Aim of the task -> Only the closing stretch of the material is wanted: the line containing "self.dissimilarity(a, b).map(|d| 1.0" and every line after it, transcribed exactly.

☆ ☆ ☆ ☆ ☆ ☆ ☆

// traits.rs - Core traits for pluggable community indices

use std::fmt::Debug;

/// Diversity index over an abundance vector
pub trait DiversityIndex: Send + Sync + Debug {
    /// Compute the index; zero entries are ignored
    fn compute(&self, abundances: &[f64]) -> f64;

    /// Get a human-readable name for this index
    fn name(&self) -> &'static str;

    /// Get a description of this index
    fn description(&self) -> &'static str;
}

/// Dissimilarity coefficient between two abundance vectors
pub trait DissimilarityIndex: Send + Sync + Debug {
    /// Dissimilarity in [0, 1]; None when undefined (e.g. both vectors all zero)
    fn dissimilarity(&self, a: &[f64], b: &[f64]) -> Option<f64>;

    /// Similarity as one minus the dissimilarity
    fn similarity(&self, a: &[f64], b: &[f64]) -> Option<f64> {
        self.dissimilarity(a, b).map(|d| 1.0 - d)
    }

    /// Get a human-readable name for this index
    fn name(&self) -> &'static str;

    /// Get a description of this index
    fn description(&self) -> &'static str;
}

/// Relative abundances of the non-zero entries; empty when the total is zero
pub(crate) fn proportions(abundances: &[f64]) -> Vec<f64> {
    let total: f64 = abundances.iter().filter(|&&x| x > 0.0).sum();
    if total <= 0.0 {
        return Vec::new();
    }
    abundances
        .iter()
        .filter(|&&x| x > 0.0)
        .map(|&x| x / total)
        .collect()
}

☆ ☆ ☆ ☆ ☆ ☆ ☆

Result of the exercise ->
        self.dissimilarity(a, b).map(|d| 1.0 - d)
    }

    /// Get a human-readable name for this index
    fn name(&self) -> &'static str;

    /// Get a description of this index
    fn description(&self) -> &'static str;
}

/// Relative abundances of the non-zero entries; empty when the total is zero
pub(crate) fn proportions(abundances: &[f64]) -> Vec<f64> {
    let total: f64 = abundances.iter().filter(|&&x| x > 0.0).sum();
    if total <= 0.0 {
        return Vec::new();
    }
    abundances
        .iter()
        .filter(|&&x| x > 0.0)
        .map(|&x| x / total)
        .collect()
}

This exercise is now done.